Con l’espressione “body shaming” si intende l’atto di deridere una persona per qualche caratteristica dell’aspetto fisico, come la corporatura, il modo di vestire, l’acne, le cicatrici o i tatuaggi. Il fenomeno è legato al cyberbullismo, che ne ha accelerato la diffusione, e alle dinamiche di funzionamento dei media e dei social, che possono esserne la causa o una variabile concorrente.
Le conseguenze psicologiche possono essere gravi: anche se in genere la genesi e l’eziopatogenesi di una psicopatologia hanno origine da più di un fattore, essere vittime di body shaming rappresenta un rischio elevato per il sottile equilibrio tra fattori di vulnerabilità e di protezione che costituisce il pilastro del benessere mentale. Le vittime possono andare incontro a sintomi depressivi, ansia, ritiro sociale, vergogna legata al corpo e DPTS (disturbo post-traumatico da stress), perché il body shaming intacca e frammenta due costrutti interconnessi che stanno alla base della nostra identità: l’immagine corporea e l’autostima.
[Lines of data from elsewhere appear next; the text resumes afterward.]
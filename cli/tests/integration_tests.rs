use std::fs;
use std::path::PathBuf;
use std::process::{Command, Output};

/// Helper to create a temp directory that is cleaned up on drop.
struct TempDir {
    path: PathBuf,
}

impl TempDir {
    fn new(name: &str) -> Self {
        let path = std::env::temp_dir().join(format!("flagtree_cli_test_{name}_{}", std::process::id()));
        let _ = fs::remove_dir_all(&path);
        fs::create_dir_all(&path).expect("failed to create temp dir");
        Self { path }
    }

    fn join(&self, name: &str) -> PathBuf {
        self.path.join(name)
    }
}

impl Drop for TempDir {
    fn drop(&mut self) {
        let _ = fs::remove_dir_all(&self.path);
    }
}

/// A small deploy tool schema in YAML.
fn write_yaml_schema(dir: &TempDir) -> PathBuf {
    let yaml = r#"name: deploy
description: Deploy a service
long_description: Ships a `service' to a region
options:
  - short: v
    long: verbose
    type: bool
    collection: sequence
    description: Show verbose output
  - long: region
    description: Target region
    default: [eu-west-1]
    env: [FLAGTREE_TEST_REGION]
groups:
  - heading: Network
    namespace: net
    options:
      - long: port
        type: integer
        description: Listen port
positional:
  - name: service
    description: Service to deploy
    required: true
commands:
  - name: rollback
    aliases: [rb]
    description: Roll back the last deploy
    options:
      - short: f
        long: force
        type: bool
        description: Skip confirmation
"#;
    let path = dir.join("deploy.yaml");
    fs::write(&path, yaml).expect("failed to write schema");
    path
}

/// The same kind of schema as JSON.
fn write_json_schema(dir: &TempDir, name: &str) -> PathBuf {
    let json = serde_json::json!({
        "name": name,
        "description": format!("Test schema for {name}"),
        "options": [{"short": "n", "long": "count", "type": "integer"}],
        "positional": [{"name": "files", "multiplicity": "rest"}]
    });
    let path = dir.join(&format!("{name}.json"));
    fs::write(&path, serde_json::to_string_pretty(&json).unwrap()).expect("failed to write schema");
    path
}

fn flagtree(args: &[&str]) -> Output {
    Command::new(env!("CARGO_BIN_EXE_flagtree"))
        .args(args)
        .env_remove("FLAGTREE_TEST_REGION")
        .output()
        .expect("failed to run flagtree")
}

fn stdout(output: &Output) -> String {
    String::from_utf8_lossy(&output.stdout).into_owned()
}

fn stderr(output: &Output) -> String {
    String::from_utf8_lossy(&output.stderr).into_owned()
}

// ---------------------------------------------------------------------------
// parse
// ---------------------------------------------------------------------------

#[test]
fn parse_reports_values_as_json() {
    let dir = TempDir::new("parse_json");
    let schema = write_yaml_schema(&dir);

    let output = flagtree(&[
        "parse",
        "--schema",
        schema.to_str().unwrap(),
        "--",
        "-vv",
        "--net.port",
        "8080",
        "api",
        "rb",
        "--force",
        "--",
        "extra",
    ]);
    assert!(output.status.success(), "stderr: {}", stderr(&output));

    let report: serde_json::Value = serde_json::from_str(&stdout(&output)).expect("invalid JSON");
    assert_eq!(report["commands"], serde_json::json!(["deploy", "rollback"]));
    assert_eq!(report["remaining"], serde_json::json!(["extra"]));

    let root = &report["values"][0];
    assert_eq!(root["command"], "deploy");
    assert_eq!(root["options"]["verbose"], serde_json::json!([true, true]));
    assert_eq!(root["options"]["net.port"], 8080);
    assert_eq!(root["options"]["region"], "eu-west-1");
    assert_eq!(root["arguments"]["service"], "api");

    let child = &report["values"][1];
    assert_eq!(child["command"], "rollback");
    assert_eq!(child["options"]["force"], true);
}

#[test]
fn parse_json_schema_with_yaml_report() {
    let dir = TempDir::new("parse_env");
    let schema = write_json_schema(&dir, "files");

    let output = flagtree(&[
        "parse",
        "--schema",
        schema.to_str().unwrap(),
        "--format",
        "yaml",
        "--",
        "-n",
        "3",
        "a",
        "b",
    ]);
    assert!(output.status.success(), "stderr: {}", stderr(&output));

    let report: serde_yaml::Value = serde_yaml::from_str(&stdout(&output)).expect("invalid YAML");
    let values = &report["values"][0];
    assert_eq!(values["options"]["count"].as_i64(), Some(3));
    assert_eq!(values["arguments"]["files"].as_sequence().map(Vec::len), Some(2));
    assert_eq!(values["arguments"]["files"][1].as_str(), Some("b"));
}

#[test]
fn parse_prefers_default_over_environment() {
    let dir = TempDir::new("parse_env_var");
    let schema = write_yaml_schema(&dir);

    let output = Command::new(env!("CARGO_BIN_EXE_flagtree"))
        .args(["parse", "--schema", schema.to_str().unwrap(), "--", "api"])
        .env("FLAGTREE_TEST_REGION", "us-east-2")
        .output()
        .expect("failed to run flagtree");
    assert!(output.status.success(), "stderr: {}", stderr(&output));

    // Declared defaults are applied before environment values.
    let report: serde_json::Value = serde_json::from_str(&stdout(&output)).unwrap();
    assert_eq!(report["values"][0]["options"]["region"], "eu-west-1");
}

#[test]
fn parse_help_prints_to_stdout_and_succeeds() {
    let dir = TempDir::new("parse_help");
    let schema = write_yaml_schema(&dir);

    let output = flagtree(&["parse", "--schema", schema.to_str().unwrap(), "--", "--help"]);
    assert!(output.status.success());

    let text = stdout(&output);
    assert!(text.starts_with("Usage:\n  deploy [OPTIONS] service <command>\n"), "{text}");
    assert!(text.contains("\nNetwork:\n"));
    assert!(text.contains("--net.port="));
    assert!(text.contains("Target region (eu-west-1) [FLAGTREE_TEST_REGION]"));
    assert!(text.contains("  rollback  Roll back the last deploy (aliases: rb)\n"));
}

#[test]
fn parse_unknown_flag_fails() {
    let dir = TempDir::new("parse_unknown");
    let schema = write_yaml_schema(&dir);

    let output = flagtree(&["parse", "--schema", schema.to_str().unwrap(), "--", "--bogus"]);
    assert_eq!(output.status.code(), Some(1));
    assert!(stderr(&output).contains("error: unknown flag `bogus'"), "{}", stderr(&output));
    assert!(stdout(&output).is_empty());
}

#[test]
fn parse_missing_required_argument_fails() {
    let dir = TempDir::new("parse_required");
    let schema = write_yaml_schema(&dir);

    let output = flagtree(&["parse", "--schema", schema.to_str().unwrap()]);
    assert!(!output.status.success());
    assert!(stderr(&output).contains("the required argument `service' was not provided"));
}

#[test]
fn parse_windows_convention() {
    let dir = TempDir::new("parse_windows");
    let schema = write_yaml_schema(&dir);

    let output = flagtree(&[
        "parse",
        "--schema",
        schema.to_str().unwrap(),
        "--windows",
        "--",
        "/region:ap-south-1",
        "api",
    ]);
    assert!(output.status.success(), "stderr: {}", stderr(&output));
    let report: serde_json::Value = serde_json::from_str(&stdout(&output)).unwrap();
    assert_eq!(report["values"][0]["options"]["region"], "ap-south-1");
}

// ---------------------------------------------------------------------------
// help
// ---------------------------------------------------------------------------

#[test]
fn help_for_subcommand_path() {
    let dir = TempDir::new("help_path");
    let schema = write_yaml_schema(&dir);

    let output = flagtree(&["help", "--schema", schema.to_str().unwrap(), "svc", "rollback"]);
    assert!(output.status.success(), "stderr: {}", stderr(&output));

    let text = stdout(&output);
    assert!(text.starts_with("Usage:\n  deploy [OPTIONS] service rollback [rollback-OPTIONS]\n"), "{text}");
    assert!(text.contains("[rollback command options]"));
    assert!(text.contains("--force"));
    assert!(!text.contains("Available commands:"));
}

// ---------------------------------------------------------------------------
// man
// ---------------------------------------------------------------------------

#[test]
fn man_uses_requested_date() {
    let dir = TempDir::new("man_date");
    let schema = write_yaml_schema(&dir);

    let output = flagtree(&["man", "--schema", schema.to_str().unwrap(), "--date", "2024-03-05"]);
    assert!(output.status.success(), "stderr: {}", stderr(&output));

    let page = stdout(&output);
    assert!(page.starts_with(".TH deploy 1 \"5 March 2024\"\n.SH NAME\ndeploy \\- Deploy a service\n"));
    assert!(page.contains("Ships a \\fBservice\\fP to a region"));
    assert!(page.contains(".TP\n\\fB--net.port\\fP\nListen port\n"));
    assert!(page.contains(".SS rollback\n"));
    assert!(page.contains("\\fBAliases\\fP: rb"));
}

#[test]
fn man_rejects_bad_date() {
    let dir = TempDir::new("man_bad_date");
    let schema = write_yaml_schema(&dir);

    let output = flagtree(&["man", "--schema", schema.to_str().unwrap(), "--date", "05/03/2024"]);
    assert!(!output.status.success());
    assert!(stderr(&output).contains("invalid --date"));
}

// ---------------------------------------------------------------------------
// validate
// ---------------------------------------------------------------------------

#[test]
fn validate_accepts_yaml_and_json() {
    let dir = TempDir::new("validate_ok");
    let yaml = write_yaml_schema(&dir);
    let json = write_json_schema(&dir, "files");

    let output = flagtree(&["validate", yaml.to_str().unwrap(), json.to_str().unwrap()]);
    assert!(output.status.success(), "stderr: {}", stderr(&output));
    assert_eq!(stdout(&output).trim(), "Validated 2 schema file(s): deploy, files.");
}

#[test]
fn validate_reports_duplicate_names() {
    let dir = TempDir::new("validate_dup");
    let path = dir.join("dup.yaml");
    fs::write(
        &path,
        "name: dup\noptions:\n  - long: name\n  - long: name\n",
    )
    .unwrap();

    let output = flagtree(&["validate", path.to_str().unwrap()]);
    assert_eq!(output.status.code(), Some(1));
    let err = stderr(&output);
    assert!(err.contains("dup.yaml"), "{err}");
    assert!(err.contains("name"), "{err}");
}

#[test]
fn validate_reports_unreadable_file() {
    let dir = TempDir::new("validate_missing");
    let path = dir.join("missing.yaml");

    let output = flagtree(&["validate", path.to_str().unwrap()]);
    assert!(!output.status.success());
    assert!(stderr(&output).contains("failed to load"));
}
//! Argument parsing engine.
//!
//! [`OptionParser`] owns a validated command tree and walks an argument
//! vector over it in a single pass. Bound values are written into the
//! descriptors of the tree; the returned [`Parsed`] carries the activated
//! command chain and the unconsumed arguments.
//!
//! # Examples
//!
//! ```
//! use flagtree_core::*;
//!
//! let root = Command::new("prog")
//!     .with_option(OptionSpec::counter(Some('v'), Some("verbose")))
//!     .with_option(OptionSpec::scalar(Some('o'), Some("output"), ScalarType::String))
//!     .with_subcommand(
//!         Command::new("run").with_option(OptionSpec::flag(None, Some("dry-run"))),
//!     );
//!
//! let mut parser = OptionParser::new(root).unwrap();
//! let parsed = parser.parse(["-vv", "-ofile.txt", "run", "--dry-run"]).unwrap();
//!
//! assert_eq!(parsed.commands, vec!["prog", "run"]);
//! let root = parser.command();
//! assert_eq!(root.value("output"), Some(&Value::String("file.txt".into())));
//! assert_eq!(root.value("verbose").and_then(Value::as_list).map(|l| l.len()), Some(2));
//! assert_eq!(root.find_child("run").unwrap().value("dry-run"), Some(&Value::Bool(true)));
//! ```

use std::fmt;

use chrono::NaiveDate;
use serde::{Deserialize, Serialize};
use tracing::{debug, trace};

use crate::command::Command;
use crate::env::{Environment, ProcessEnv};
use crate::error::{Error, ErrorKind, Result};
use crate::group::OptionPath;
use crate::help::{HelpStyle, render_help, render_usage};
use crate::man::render_man_page;
use crate::option::AssignError;
use crate::resolve::{Precedence, resolve_tree};
use crate::validate::{SchemaError, validate_command, validate_help_names};

/// Option syntax accepted and displayed.
#[derive(Debug, Clone, Copy, PartialEq, Eq, Default, Serialize, Deserialize)]
#[serde(rename_all = "lowercase")]
pub enum Convention {
    /// `-x`, `--long`, `--long=value`.
    #[default]
    Posix,
    /// `/x`, `/long`, `/long:value`, plus the POSIX forms.
    Windows,
}
//! Declarative command-line option parsing.
//!
//! This crate turns a schema of options, positional arguments and
//! subcommands into a parser for argument vectors:
//!
//! - [`OptionSpec`]: one flag with short/long names, a [`ValueKind`], defaults,
//!   environment fallbacks and display metadata.
//! - [`Group`]: an ordered, titled set of options with an optional namespace.
//! - [`Command`]: an invocable node with its own group, [`Positional`] slots
//!   and child commands.
//! - [`OptionParser`]: validates a tree and parses argv against it.
//!
//! Validation ([`validate_command`]) rejects duplicate names and malformed
//! schemas before parsing. Defaults and environment values are applied by
//! [`resolve_defaults`]. Help and man output come from [`render_help`] and
//! [`render_man_page`]. Schemas can also be loaded from YAML or JSON via
//! [`SchemaDocument`].
//!
//! # Example
//!
//! ```
//! use flagtree_core::*;
//!
//! let root = Command::new("greet")
//!     .with_option(
//!         OptionSpec::scalar(Some('n'), Some("name"), ScalarType::String)
//!             .with_description("Who to greet")
//!             .with_default("world"),
//!     )
//!     .with_option(OptionSpec::counter(Some('v'), Some("verbose")));
//!
//! let mut parser = OptionParser::new(root).unwrap();
//! parser.parse(["-vv"]).unwrap();
//!
//! let root = parser.command();
//! assert_eq!(root.value("name"), Some(&Value::String("world".into())));
//! assert!(parser.help().contains("Who to greet (world)"));
//! ```

mod command;
mod document;
mod env;
mod error;
mod group;
mod help;
mod man;
mod option;
mod parser;
mod resolve;
mod validate;

pub use command::{Command, DEFAULT_HEADING, Multiplicity, Positional};
pub use document::{
    Collection, CommandDocument, DocumentError, GroupDocument, OptionDocument, ParserDocument,
    PositionalDocument, SchemaDocument,
};
pub use env::{Environment, ProcessEnv};
pub use error::{Error, ErrorKind, Result};
pub use group::Group;
pub use help::{HelpStyle, render_help, render_usage};
pub use man::{render_man_page, render_man_page_today};
pub use option::{AssignError, Callback, OptionSpec, ScalarType, Value, ValueKind, ValueOrigin};
pub use parser::{Convention, OptionParser, Parsed, ParserConfig};
pub use resolve::{Precedence, resolve_defaults, resolve_tree, resolve_with};
pub use validate::{SchemaError, validate_command, validate_help_names};
//! Environment lookup used by the default resolver.

use std::collections::{BTreeMap, HashMap};

/// Source of environment variables.
///
/// Implemented for the process environment and for plain maps, so tests can
/// inject variables without touching process state.
pub trait Environment {
    fn var(&self, name: &str) -> Option<String>;
}

/// Reads the real process environment.
#[derive(Debug, Clone, Copy, Default)]
pub struct ProcessEnv;

impl Environment for ProcessEnv {
    fn var(&self, name: &str) -> Option<String> {
        std::env::var(name).ok()
    }
}

impl Environment for HashMap<String, String> {
    fn var(&self, name: &str) -> Option<String> {
        self.get(name).cloned()
    }
}

impl Environment for BTreeMap<String, String> {
    fn var(&self, name: &str) -> Option<String> {
        self.get(name).cloned()
    }
}

impl<T: Environment + ?Sized> Environment for &T {
    fn var(&self, name: &str) -> Option<String> {
        (**self).var(name)
    }
}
Cosa si intende per “immagine corporea”?
Durante i primi anni di vita, il bambino inizia a riconoscere la propria immagine riflessa allo specchio e comprende che anche le altre persone hanno un corpo simile al suo. L’immagine corporea è costituita da diverse componenti:
– percettiva (ad esempio, come la persona visualizza la forma del proprio corpo);
– affettiva (ad esempio, i sentimenti che la persona nutre verso il proprio corpo);
– comportamentale (ad esempio, l’alimentazione e l’attività fisica).
Quindi l’immagine corporea riguarda la persona nella sua globalità, perché la costruzione e le eventuali alterazioni derivano da aspetti neurobiologici, psicologici e socio-culturali.
Cos’è l’autostima?
L’autostima è il processo che ci porta a valutare e apprezzare quello che siamo, partendo dalle nostre percezioni. Cambia nel tempo, in base al modo in cui la mente rielabora le esperienze quotidiane, ed è sempre soggettiva, perché si basa sulla nostra capacità di attribuire un giudizio valoriale personale. L’autostima si basa su fattori sociali (ciò che il mondo pensa di noi), fattori cognitivi (le conoscenze e le valutazioni sulla realtà esterna) e fattori emotivi (che influenzano la nostra capacità di elaborare i sentimenti). Livelli che si intersecano e si condizionano.
Il body shaming è in grado di influenzare questi costrutti, perché lavora su meccanismi sottili e subdoli, che soprattutto nei casi che riguardano adolescenti e giovanissimi maturano in contesti primi di supervisione adulta (come i social media). Inoltre, in genere le vittime non chiedono aiuto e non denunciano gli attacchi subiti, a causa di un profondo senso di vergogna.
Per sua natura, l’adolescente si trova nel mezzo di un percorso di forte trasformazione psicofisica in cui il riconoscimento sociale da parte dei pari è fondamentale: da questo punto di vista, le rassicurazioni dei genitori rispetto al proprio aspetto servono a poco. I ragazzi o le ragazze tendono così a isolarsi e a sviluppare paura, angoscia e sentimenti compatibili con uno stato di flessibilità del tono dell’umore. Un circolo vizioso di pensieri disfunzionali che si autoalimenta e che è difficile spezzare: spesso si interviene quando l’autostima è già minata. Gli effetti nocivi sono potenziati se le dinamiche si sviluppano in situazioni in cui c’è uno sbilanciamento in termini di potere, età ed esperienze (allenatore – ginnasta, insegnante – allievo).
È necessario agire in maniera preventiva, rendendo le possibili vittime protagoniste di un processo di costruzione di confini relazionali. In un’epoca in cui i social sono così diffusi, sarebbero utili anche campagne di sensibilizzazione rivolte alle scuole in cui si affronti in tema. Occorre poi agire rilevando i primi segnali d’allarme, magari indirizzando chi subisce o ha subito le prepotenze verso un percorso di psicoterapia che possa servire a dare un nuovo significato all’esperienza dolorosa.